L'Europe vue de Prague

Né en 1944 à Kolin, en Bohême centrale, Milos Zeman est le troisième président de la République tchèque, après Vaclav Havel (1993-2003) et Vaclav Klaus (2003-2013). Économiste de formation, il adhère au Parti communiste en 1968, pendant le « Printemps de Prague », et en est exclu en 1970 au lendemain de la chute du gouvernement communiste réformateur d'Alexandre Dubcek et la « normalisation » de la Tchécoslovaquie imposée par l'URSS. En 1989, lors de l'effondrement du régime, il adhère au Parti social-démocrate (CSSD) qu'il préside de 1993 à 2002. Après la partition des Républiques tchèque et slovaque en 1992, il exerce les fonctions de président de la Chambre des députés puis de premier ministre entre 1998 et 2002. Retiré pour un temps de la scène politique après son échec à la présidentielle de 2003, il a été le premier président tchèque à être élu au suffrage universel direct début 2013, face à l'ancien chef de la diplomatie Karel Schwarzenberg.
Longtemps favorable à l'arrimage de son pays à l'Otan et à l'UE (la République tchèque a adhéré à ces organisations respectivement en 1999 et en 2004), Milos Zeman est aujourd'hui souvent critiqué, à Prague comme à l'étranger, pour ses prises de position qualifiées de « pro-Kremlin », notamment au sujet de la crise ukrainienne.

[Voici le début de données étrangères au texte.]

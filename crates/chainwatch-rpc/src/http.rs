//! HTTP JSON-RPC client backed by `reqwest`.
//!
//! Every request is bounded by `request_timeout`; transient failures
//! (connection errors, non-2xx statuses, timeouts) are retried with
//! exponential backoff. Node-side JSON-RPC errors are returned as-is.
//! A reply whose `id` differs from the request's is rejected.
//!
//! A caller that puts its own deadline around [`RpcTransport::send`] should
//! allow at least [`HttpClientConfig::call_budget`], or timeouts never retry.

use async_trait::async_trait;
use std::time::Duration;

use crate::error::TransportError;
use crate::request::{JsonRpcRequest, JsonRpcResponse};
use crate::retry::{RetryConfig, RetryPolicy};
use crate::transport::RpcTransport;

/// Public Ethereum mainnet endpoint used when none is configured.
pub const DEFAULT_ETHEREUM_RPC_URL: &str = "https://ethereum-rpc.publicnode.com";

/// Configuration for `HttpRpcClient`.
#[derive(Debug, Clone)]
pub struct HttpClientConfig {
    pub retry: RetryConfig,
    pub request_timeout: Duration,
}

impl HttpClientConfig {
    /// Worst-case duration of one `send`: every attempt timing out, plus
    /// every backoff sleep between them.
    pub fn call_budget(&self) -> Duration {
        self.request_timeout * (self.retry.max_retries + 1) + self.retry.total_backoff()
    }
}

impl Default for HttpClientConfig {
    fn default() -> Self {
        Self {
            retry: RetryConfig::default(),
            request_timeout: Duration::from_secs(5),
        }
    }
}

/// HTTP JSON-RPC client.
pub struct HttpRpcClient {
    url: String,
    http: reqwest::Client,
    retry: RetryPolicy,
    request_timeout: Duration,
}

impl HttpRpcClient {
    /// Create a new client for the given JSON-RPC endpoint URL.
    pub fn new(url: impl Into<String>, config: HttpClientConfig) -> Result<Self, TransportError> {
        let http = reqwest::Client::builder()
            .timeout(config.request_timeout)
            .build()
            .map_err(|e| TransportError::Other(format!("failed to build HTTP client: {e}")))?;

        Ok(Self {
            url: url.into(),
            http,
            retry: RetryPolicy::new(config.retry),
            request_timeout: config.request_timeout,
        })
    }

    /// Create with default configuration.
    pub fn default_for(url: impl Into<String>) -> Result<Self, TransportError> {
        Self::new(url, HttpClientConfig::default())
    }

    async fn send_once(&self, req: &JsonRpcRequest) -> Result<JsonRpcResponse, TransportError> {
        let resp = self
            .http
            .post(&self.url)
            .json(req)
            .send()
            .await
            .map_err(|e| self.classify(e))?;

        if !resp.status().is_success() {
            let status = resp.status().as_u16();
            let body = resp.text().await.unwrap_or_default();
            return Err(TransportError::Http(format!("HTTP {status}: {body}")));
        }

        let resp = resp
            .json::<JsonRpcResponse>()
            .await
            .map_err(|e| self.classify(e))?;
        if resp.id != req.id {
            return Err(TransportError::Other(format!(
                "response id {:?} does not match request id {:?} for {}",
                resp.id, req.id, req.method
            )));
        }
        Ok(resp)
    }

    fn classify(&self, e: reqwest::Error) -> TransportError {
        if e.is_timeout() {
            TransportError::Timeout {
                ms: self.request_timeout.as_millis() as u64,
            }
        } else {
            TransportError::Http(e.to_string())
        }
    }
}

#[async_trait]
impl RpcTransport for HttpRpcClient {
    async fn send(&self, req: JsonRpcRequest) -> Result<JsonRpcResponse, TransportError> {
        let mut attempt = 0u32;
        loop {
            match self.send_once(&req).await {
                Ok(resp) => return Ok(resp),
                Err(e) if e.is_retryable() => {
                    attempt += 1;
                    match self.retry.next_delay(attempt) {
                        Some(delay) => {
                            tracing::warn!(
                                attempt,
                                delay_ms = delay.as_millis() as u64,
                                error = %e,
                                url = %self.url,
                                method = %req.method,
                                "retrying request"
                            );
                            tokio::time::sleep(delay).await;
                        }
                        None => return Err(e),
                    }
                }
                Err(e) => return Err(e),
            }
        }
    }

    fn url(&self) -> &str {
        &self.url
    }
}

#[cfg(test)]
mod tests {
    use super::*;
    use std::sync::atomic::{AtomicUsize, Ordering};
    use std::sync::Arc;
    use tokio::io::{AsyncReadExt, AsyncWriteExt};
    use tokio::net::{TcpListener, TcpStream};

    /// Endpoint that accepts connections and never answers.
    async fn stalled_endpoint() -> (String, Arc<AtomicUsize>) {
        let listener = TcpListener::bind("127.0.0.1:0").await.unwrap();
        let url = format!("http://{}", listener.local_addr().unwrap());
        let accepted = Arc::new(AtomicUsize::new(0));
        let counter = accepted.clone();
        tokio::spawn(async move {
            let mut held = Vec::new();
            while let Ok((stream, _)) = listener.accept().await {
                counter.fetch_add(1, Ordering::SeqCst);
                held.push(stream);
            }
        });
        (url, accepted)
    }

    /// Endpoint that answers every request with `body`.
    async fn canned_endpoint(body: &'static str) -> String {
        let listener = TcpListener::bind("127.0.0.1:0").await.unwrap();
        let url = format!("http://{}", listener.local_addr().unwrap());
        tokio::spawn(async move {
            while let Ok((mut stream, _)) = listener.accept().await {
                read_request(&mut stream).await;
                let reply = format!(
                    "HTTP/1.1 200 OK\r\ncontent-type: application/json\r\ncontent-length: {}\r\nconnection: close\r\n\r\n{}",
                    body.len(),
                    body
                );
                let _ = stream.write_all(reply.as_bytes()).await;
                let _ = stream.shutdown().await;
            }
        });
        url
    }

    async fn read_request(stream: &mut TcpStream) {
        let mut buf = Vec::new();
        let mut chunk = [0u8; 1024];
        loop {
            let n = match stream.read(&mut chunk).await {
                Ok(0) | Err(_) => return,
                Ok(n) => n,
            };
            buf.extend_from_slice(&chunk[..n]);
            if let Some(end) = buf.windows(4).position(|w| w == b"\r\n\r\n") {
                let head = String::from_utf8_lossy(&buf[..end]).to_ascii_lowercase();
                let len = head
                    .lines()
                    .find_map(|line| line.strip_prefix("content-length:"))
                    .and_then(|v| v.trim().parse::<usize>().ok())
                    .unwrap_or(0);
                if buf.len() >= end + 4 + len {
                    return;
                }
            }
        }
    }

    fn quick_retry(max_retries: u32) -> HttpClientConfig {
        HttpClientConfig {
            retry: RetryConfig {
                max_retries,
                initial_backoff: Duration::from_millis(10),
                max_backoff: Duration::from_millis(50),
                multiplier: 2.0,
            },
            request_timeout: Duration::from_millis(100),
        }
    }

    #[test]
    fn default_config_matches_node_timeout() {
        let cfg = HttpClientConfig::default();
        assert_eq!(cfg.request_timeout, Duration::from_secs(5));
        assert_eq!(cfg.retry.max_retries, 2);
    }

    #[test]
    fn call_budget_covers_every_attempt_and_backoff() {
        assert_eq!(HttpClientConfig::default().call_budget(), Duration::from_millis(15_300));
        assert_eq!(quick_retry(2).call_budget(), Duration::from_millis(330));
        let single = HttpClientConfig {
            retry: RetryConfig::none(),
            request_timeout: Duration::from_millis(250),
        };
        assert_eq!(single.call_budget(), Duration::from_millis(250));
    }

    #[test]
    fn client_keeps_url() {
        let client = HttpRpcClient::default_for(DEFAULT_ETHEREUM_RPC_URL).unwrap();
        assert_eq!(client.url(), DEFAULT_ETHEREUM_RPC_URL);
    }

    #[tokio::test]
    async fn unreachable_endpoint_is_retryable_http_error() {
        // Port 9 (discard) on localhost is closed in CI sandboxes.
        let client = HttpRpcClient::new(
            "http://127.0.0.1:9",
            HttpClientConfig {
                retry: RetryConfig::none(),
                request_timeout: Duration::from_millis(500),
            },
        )
        .unwrap();
        let err = client
            .send(JsonRpcRequest::new(1, "eth_blockNumber", vec![]))
            .await
            .unwrap_err();
        assert!(err.is_retryable(), "unexpected error: {err}");
    }

    #[tokio::test]
    async fn stalled_endpoint_is_retried_until_exhausted() {
        let (url, accepted) = stalled_endpoint().await;
        let config = quick_retry(2);
        let budget = config.call_budget();
        let client = HttpRpcClient::new(url, config).unwrap();

        let err = tokio::time::timeout(
            budget + Duration::from_secs(2),
            client.send(JsonRpcRequest::new(1, "eth_blockNumber", vec![])),
        )
        .await
        .expect("send outlived its call budget")
        .unwrap_err();

        assert!(matches!(err, TransportError::Timeout { ms: 100 }), "got {err}");
        assert_eq!(accepted.load(Ordering::SeqCst), 3);
    }

    #[tokio::test]
    async fn matching_response_id_is_accepted() {
        let url = canned_endpoint(r#"{"jsonrpc":"2.0","id":7,"result":"0x10"}"#).await;
        let client = HttpRpcClient::new(url, quick_retry(0)).unwrap();
        let resp = client
            .send(JsonRpcRequest::new(7, "eth_blockNumber", vec![]))
            .await
            .unwrap();
        assert_eq!(resp.into_result().unwrap(), serde_json::json!("0x10"));
    }

    #[tokio::test]
    async fn mismatched_response_id_is_rejected() {
        let url = canned_endpoint(r#"{"jsonrpc":"2.0","id":8,"result":"0x10"}"#).await;
        let client = HttpRpcClient::new(url, quick_retry(2)).unwrap();
        let err = client
            .send(JsonRpcRequest::new(7, "eth_blockNumber", vec![]))
            .await
            .unwrap_err();
        assert!(matches!(err, TransportError::Other(ref msg) if msg.contains("does not match")), "got {err}");
        assert!(!err.is_retryable());
    }
}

Ce qui est sûr, c'est que, malgré le caractère largement protocolaire de sa fonction, le président tchèque, réputé pour son franc-parler et son langage parfois fleuri, occupe largement le terrain diplomatique et médiatique, au détriment du premier ministre Bohuslav Sobotka, actuel chef du CSSD.
A. R.


Alexis Rosenzweig - Monsieur le Président, avant la chute du communisme vous étiez un analyste spécialisé dans la prospective économique. Les prévisions que vous faisiez pour votre pays il y a un quart de siècle, au lendemain de la révolution de velours, se sont-elles vérifiées ?
Milos Zeman - À vrai dire, j'espérais que notre économie se développerait plus rapidement ! Hélas, dans les années 1990, il y a eu en République tchèque un véritable bradage des biens publics à travers la « privatisation par coupons » (1). J'ai beaucoup critiqué ce processus qui a permis l'enrichissement d'un petit nombre d'oligarques au détriment de la collectivité. Certains hommes d'affaires véreux comme Viktor Kozeny (2) se sont emparés d'une bonne partie du patrimoine de l'État. Résultat : l'économie tchèque n'a pas pu croître autant qu'elle l'aurait dû et n'a pas réussi à rattraper celle des pays d'Europe occidentale aussi vite qu'elle aurait pu. Mais, désormais, le rythme est bon. La croissance est de près de 4 %, selon les dernières estimations. J'espère seulement que la droite ne reviendra pas au pouvoir de sitôt (3)... En effet, elle est déterminée à conduire une politique d'austérité et s'empresserait de mettre en application le slogan communiste : « Camarades, nous devons économiser coûte que coûte ! » Ce qui serait totalement contre-productif, selon moi. À mon sens, l'urgence est à présent d'adopter l'euro au plus vite. De cette façon, notre économie deviendra plus crédible sur la scène internationale (4).
A. R. - Un récent article du magazine américain Foreign Policy indiquait que la République tchèque avait un « problème d'oligarchie ». Qu'en pensez-vous ?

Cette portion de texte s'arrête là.